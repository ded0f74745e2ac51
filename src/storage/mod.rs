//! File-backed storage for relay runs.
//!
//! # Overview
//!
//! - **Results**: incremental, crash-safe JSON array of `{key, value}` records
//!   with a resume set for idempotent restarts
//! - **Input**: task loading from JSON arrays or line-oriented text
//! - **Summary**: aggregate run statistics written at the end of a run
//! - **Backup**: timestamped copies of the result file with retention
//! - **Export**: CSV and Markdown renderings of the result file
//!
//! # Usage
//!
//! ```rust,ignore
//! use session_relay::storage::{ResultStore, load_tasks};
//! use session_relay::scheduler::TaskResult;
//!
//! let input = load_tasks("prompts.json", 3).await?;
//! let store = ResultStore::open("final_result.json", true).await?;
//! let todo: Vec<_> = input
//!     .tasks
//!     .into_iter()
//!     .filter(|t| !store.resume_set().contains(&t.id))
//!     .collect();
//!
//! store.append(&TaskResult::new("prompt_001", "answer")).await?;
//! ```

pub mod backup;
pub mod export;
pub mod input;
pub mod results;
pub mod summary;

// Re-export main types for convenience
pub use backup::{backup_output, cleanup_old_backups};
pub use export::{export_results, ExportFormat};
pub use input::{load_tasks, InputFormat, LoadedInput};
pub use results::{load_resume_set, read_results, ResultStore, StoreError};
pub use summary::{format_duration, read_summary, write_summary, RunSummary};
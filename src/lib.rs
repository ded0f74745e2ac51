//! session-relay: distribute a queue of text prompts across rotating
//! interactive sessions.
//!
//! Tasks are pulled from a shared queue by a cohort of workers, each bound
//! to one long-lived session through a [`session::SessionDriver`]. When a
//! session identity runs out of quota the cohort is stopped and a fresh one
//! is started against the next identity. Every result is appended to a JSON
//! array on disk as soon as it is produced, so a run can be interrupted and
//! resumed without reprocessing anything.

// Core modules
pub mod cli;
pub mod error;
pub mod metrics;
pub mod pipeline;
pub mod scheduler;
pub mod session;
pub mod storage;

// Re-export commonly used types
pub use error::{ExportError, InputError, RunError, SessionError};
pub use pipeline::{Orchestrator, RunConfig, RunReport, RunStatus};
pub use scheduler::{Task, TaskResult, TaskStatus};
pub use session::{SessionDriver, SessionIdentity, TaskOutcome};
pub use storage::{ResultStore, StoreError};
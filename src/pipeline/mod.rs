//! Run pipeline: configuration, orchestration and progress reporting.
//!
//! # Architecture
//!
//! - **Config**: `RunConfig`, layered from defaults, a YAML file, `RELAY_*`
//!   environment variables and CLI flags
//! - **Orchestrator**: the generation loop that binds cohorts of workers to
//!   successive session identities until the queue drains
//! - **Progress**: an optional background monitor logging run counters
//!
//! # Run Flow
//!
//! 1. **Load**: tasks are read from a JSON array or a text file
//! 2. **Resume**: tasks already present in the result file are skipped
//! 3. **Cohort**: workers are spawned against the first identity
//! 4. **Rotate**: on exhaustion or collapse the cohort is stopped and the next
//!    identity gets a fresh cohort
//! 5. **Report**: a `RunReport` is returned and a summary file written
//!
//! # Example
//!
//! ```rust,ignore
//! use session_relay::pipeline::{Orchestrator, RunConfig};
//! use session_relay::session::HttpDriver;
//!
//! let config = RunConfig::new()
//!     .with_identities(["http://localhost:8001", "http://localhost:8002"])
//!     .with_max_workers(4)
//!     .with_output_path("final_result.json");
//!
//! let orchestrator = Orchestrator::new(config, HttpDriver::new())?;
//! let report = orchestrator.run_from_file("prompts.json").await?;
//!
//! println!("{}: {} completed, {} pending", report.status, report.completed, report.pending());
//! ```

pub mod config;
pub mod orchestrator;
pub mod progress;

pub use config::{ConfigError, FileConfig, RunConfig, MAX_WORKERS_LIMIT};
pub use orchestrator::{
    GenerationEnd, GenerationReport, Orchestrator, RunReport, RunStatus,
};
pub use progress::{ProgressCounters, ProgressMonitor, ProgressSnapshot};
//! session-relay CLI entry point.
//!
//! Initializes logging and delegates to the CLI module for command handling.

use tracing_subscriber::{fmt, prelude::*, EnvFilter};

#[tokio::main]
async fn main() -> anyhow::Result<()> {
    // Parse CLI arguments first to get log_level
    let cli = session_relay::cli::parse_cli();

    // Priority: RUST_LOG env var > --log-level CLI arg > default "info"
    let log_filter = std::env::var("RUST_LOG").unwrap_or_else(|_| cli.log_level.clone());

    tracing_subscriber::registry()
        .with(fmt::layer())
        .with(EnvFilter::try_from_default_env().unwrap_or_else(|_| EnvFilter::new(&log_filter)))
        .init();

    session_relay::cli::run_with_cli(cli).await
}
━━━━━━━━━━━━━━━━━━━━━━━━━━━━━━
== Task objective ==
An exact transcription of the data above is required.

== Answer to this problem ==
repository ded0f74745e2ac51
filename src/storage/mod.rs
//! File-backed storage for relay runs.
//!
//! # Overview
//!
//! - **Results**: incremental, crash-safe JSON array of `{key, value}` records
//!   with a resume set for idempotent restarts
//! - **Input**: task loading from JSON arrays or line-oriented text
//! - **Summary**: aggregate run statistics written at the end of a run
//! - **Backup**: timestamped copies of the result file with retention
//! - **Export**: CSV and Markdown renderings of the result file
//!
//! # Usage
//!
//! ```rust,ignore
//! use session_relay::storage::{ResultStore, load_tasks};
//! use session_relay::scheduler::TaskResult;
//!
//! let input = load_tasks("prompts.json", 3).await?;
//! let store = ResultStore::open("final_result.json", true).await?;
//! let todo: Vec<_> = input
//!     .tasks
//!     .into_iter()
//!     .filter(|t| !store.resume_set().contains(&t.id))
//!     .collect();
//!
//! store.append(&TaskResult::new("prompt_001", "answer")).await?;
//! ```

pub mod backup;
pub mod export;
pub mod input;
pub mod results;
pub mod summary;

// Re-export main types for convenience
pub use backup::{backup_output, cleanup_old_backups};
pub use export::{export_results, ExportFormat};
pub use input::{load_tasks, InputFormat, LoadedInput};
pub use results::{load_resume_set, read_results, ResultStore, StoreError};
pub use summary::{format_duration, read_summary, write_summary, RunSummary};
filename src/lib.rs
repository ded0f74745e2ac51
//! session-relay: distribute a queue of text prompts across rotating
//! interactive sessions.
//!
//! Tasks are pulled from a shared queue by a cohort of workers, each bound
//! to one long-lived session through a [`session::SessionDriver`]. When a
//! session identity runs out of quota the cohort is stopped and a fresh one
//! is started against the next identity. Every result is appended to a JSON
//! array on disk as soon as it is produced, so a run can be interrupted and
//! resumed without reprocessing anything.

// Core modules
pub mod cli;
pub mod error;
pub mod metrics;
pub mod pipeline;
pub mod scheduler;
pub mod session;
pub mod storage;

// Re-export commonly used types
pub use error::{ExportError, InputError, RunError, SessionError};
pub use pipeline::{Orchestrator, RunConfig, RunReport, RunStatus};
pub use scheduler::{Task, TaskResult, TaskStatus};
pub use session::{SessionDriver, SessionIdentity, TaskOutcome};
pub use storage::{ResultStore, StoreError};
filename src/pipeline/mod.rs
//! Run pipeline: configuration, orchestration and progress reporting.
//!
//! # Architecture
//!
//! - **Config**: `RunConfig`, layered from defaults, a YAML file, `RELAY_*`
//!   environment variables and CLI flags
//! - **Orchestrator**: the generation loop that binds cohorts of workers to
//!   successive session identities until the queue drains
//! - **Progress**: an optional background monitor logging run counters
//!
//! # Run Flow
//!
//! 1. **Load**: tasks are read from a JSON array or a text file
//! 2. **Resume**: tasks already present in the result file are skipped
//! 3. **Cohort**: workers are spawned against the first identity
//! 4. **Rotate**: on exhaustion or collapse the cohort is stopped and the next
//!    identity gets a fresh cohort
//! 5. **Report**: a `RunReport` is returned and a summary file written
//!
//! # Example
//!
//! ```rust,ignore
//! use session_relay::pipeline::{Orchestrator, RunConfig};
//! use session_relay::session::HttpDriver;
//!
//! let config = RunConfig::new()
//!     .with_identities(["http://localhost:8001", "http://localhost:8002"])
//!     .with_max_workers(4)
//!     .with_output_path("final_result.json");
//!
//! let orchestrator = Orchestrator::new(config, HttpDriver::new())?;
//! let report = orchestrator.run_from_file("prompts.json").await?;
//!
//! println!("{}: {} completed, {} pending", report.status, report.completed, report.pending());
//! ```

pub mod config;
pub mod orchestrator;
pub mod progress;

pub use config::{ConfigError, FileConfig, RunConfig, MAX_WORKERS_LIMIT};
pub use orchestrator::{
    GenerationEnd, GenerationReport, Orchestrator, RunReport, RunStatus,
};
pub use progress::{ProgressCounters, ProgressMonitor, ProgressSnapshot};
//! session-relay CLI entry point.
//!
//! Initializes logging and delegates to the CLI module for command handling.

use tracing_subscriber::{fmt, prelude::*, EnvFilter};

#[tokio::main]
async fn main() -> anyhow::Result<()> {
    // Parse CLI arguments first to get log_level
    let cli = session_relay::cli::parse_cli();

    // Priority: RUST_LOG env var > --log-level CLI arg > default "info"
    let log_filter = std::env::var("RUST_LOG").unwrap_or_else(|_| cli.log_level.clone());

    tracing_subscriber::registry()
        .with(fmt::layer())
        .with(EnvFilter::try_from_default_env().unwrap_or_else(|_| EnvFilter::new(&log_filter)))
        .init();

    session_relay::cli::run_with_cli(cli).await
}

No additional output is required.